Data items
──────────
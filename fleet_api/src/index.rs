use axum::response::Html;

pub async fn index_handler() -> Html<&'static str> {
    Html(include_str!("../static/index.html"))
}
use std::collections::BTreeMap;

use serde::Serialize;

use crate::{
    data::{
        cost_breakdown::CostBreakdownTable, dataset::Dataset,
        delivery_performance::DeliveryPerformance, feedback::Feedback,
    },
    utils::stats::{mean, percentage},
    views::chart::{
        BarChart, ChartSpec, DEFAULT_HISTOGRAM_BINS, HistogramChart, LabeledValue, PieChart,
        ScatterChart, ScatterPoint, histogram_bins,
    },
};

#[derive(Serialize, Debug, Clone, PartialEq)]
pub struct CarrierPerformance {
    pub carrier: String,
    pub deliveries: usize,
    pub average_actual_days: Option<f64>,
    pub average_rating: Option<f64>,
    pub average_cost_inr: Option<f64>,
    pub on_time_rate: Option<f64>,
}

#[derive(Serialize, Debug, Clone, PartialEq)]
pub struct PerformanceView {
    pub carriers: Vec<CarrierPerformance>,
    pub charts: Vec<ChartSpec>,
}

/// Per-carrier means, ordered by carrier name.
pub fn carrier_performance(deliveries: &[DeliveryPerformance]) -> Vec<CarrierPerformance> {
    let mut by_carrier: BTreeMap<&str, Vec<&DeliveryPerformance>> = BTreeMap::new();
    for delivery in deliveries {
        by_carrier
            .entry(delivery.carrier.as_str())
            .or_default()
            .push(delivery);
    }

    by_carrier
        .into_iter()
        .map(|(carrier, deliveries)| CarrierPerformance {
            carrier: carrier.to_owned(),
            deliveries: deliveries.len(),
            average_actual_days: mean(
                deliveries
                    .iter()
                    .map(|delivery| delivery.actual_delivery_days),
            ),
            average_rating: mean(
                deliveries
                    .iter()
                    .filter_map(|delivery| delivery.customer_rating),
            ),
            average_cost_inr: mean(
                deliveries
                    .iter()
                    .filter_map(|delivery| delivery.delivery_cost_inr),
            ),
            on_time_rate: percentage(
                deliveries
                    .iter()
                    .filter(|delivery| delivery.is_on_time())
                    .count(),
                deliveries.len(),
            ),
        })
        .collect()
}

fn delay_histogram(deliveries: &[DeliveryPerformance]) -> ChartSpec {
    ChartSpec::Histogram(HistogramChart {
        title: String::from("Delivery Delay Distribution"),
        x_label: String::from("Delay (days)"),
        bins: histogram_bins(
            deliveries.iter().map(DeliveryPerformance::delay_days),
            DEFAULT_HISTOGRAM_BINS,
        ),
    })
}

fn carrier_scatter(carriers: &[CarrierPerformance]) -> ChartSpec {
    ChartSpec::Scatter(ScatterChart {
        title: String::from("Carrier Performance"),
        x_label: String::from("Average Delivery Days"),
        y_label: String::from("Average Customer Rating"),
        points: carriers
            .iter()
            .filter_map(|carrier| {
                Some(ScatterPoint {
                    label: carrier.carrier.clone(),
                    group: carrier.carrier.clone(),
                    x: carrier.average_actual_days?,
                    y: carrier.average_rating?,
                    size: carrier.average_cost_inr,
                })
            })
            .collect(),
    })
}

fn rating_distribution(feedback: &[Feedback]) -> ChartSpec {
    let mut counts: BTreeMap<i64, usize> = BTreeMap::new();
    for entry in feedback {
        *counts.entry(entry.rating).or_default() += 1;
    }

    ChartSpec::Bar(BarChart {
        title: String::from("Customer Rating Distribution"),
        x_label: String::from("Rating"),
        y_label: String::from("Count"),
        bars: counts
            .into_iter()
            .map(|(rating, count)| LabeledValue {
                label: rating.to_string(),
                value: count as f64,
            })
            .collect(),
    })
}

fn issue_categories(feedback: &[Feedback]) -> ChartSpec {
    ChartSpec::Pie(PieChart {
        title: String::from("Feedback Issue Categories"),
        slices: LabeledValue::from_counts(
            feedback.iter().map(|entry| entry.issue_category.as_str()),
        ),
    })
}

fn average_cost_components(costs: &CostBreakdownTable) -> ChartSpec {
    ChartSpec::Pie(PieChart {
        title: String::from("Average Cost Breakdown"),
        slices: costs
            .component_names()
            .iter()
            .filter_map(|name| {
                let average = mean(costs.rows().iter().filter_map(|row| row.component(name)))?;
                Some(LabeledValue {
                    label: name.clone(),
                    value: average,
                })
            })
            .collect(),
    })
}

fn total_cost_histogram(costs: &CostBreakdownTable) -> ChartSpec {
    ChartSpec::Histogram(HistogramChart {
        title: String::from("Total Cost Distribution"),
        x_label: String::from("Total Cost (INR)"),
        bins: histogram_bins(costs.totals(), DEFAULT_HISTOGRAM_BINS),
    })
}

pub fn performance_view(dataset: &Dataset) -> PerformanceView {
    let carriers = carrier_performance(&dataset.delivery_performance);

    let mut charts = vec![
        delay_histogram(&dataset.delivery_performance),
        carrier_scatter(&carriers),
    ];

    if !dataset.feedback.is_empty() {
        charts.push(rating_distribution(&dataset.feedback));
        charts.push(issue_categories(&dataset.feedback));
    }

    if !dataset.cost_breakdown.is_empty() {
        charts.push(average_cost_components(&dataset.cost_breakdown));
        charts.push(total_cost_histogram(&dataset.cost_breakdown));
    }

    PerformanceView { carriers, charts }
}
──────────
■ **Directions for this task**:
Check the data above and report how many lines include the word "dataset", using a bare number.

■ **Response below**:
10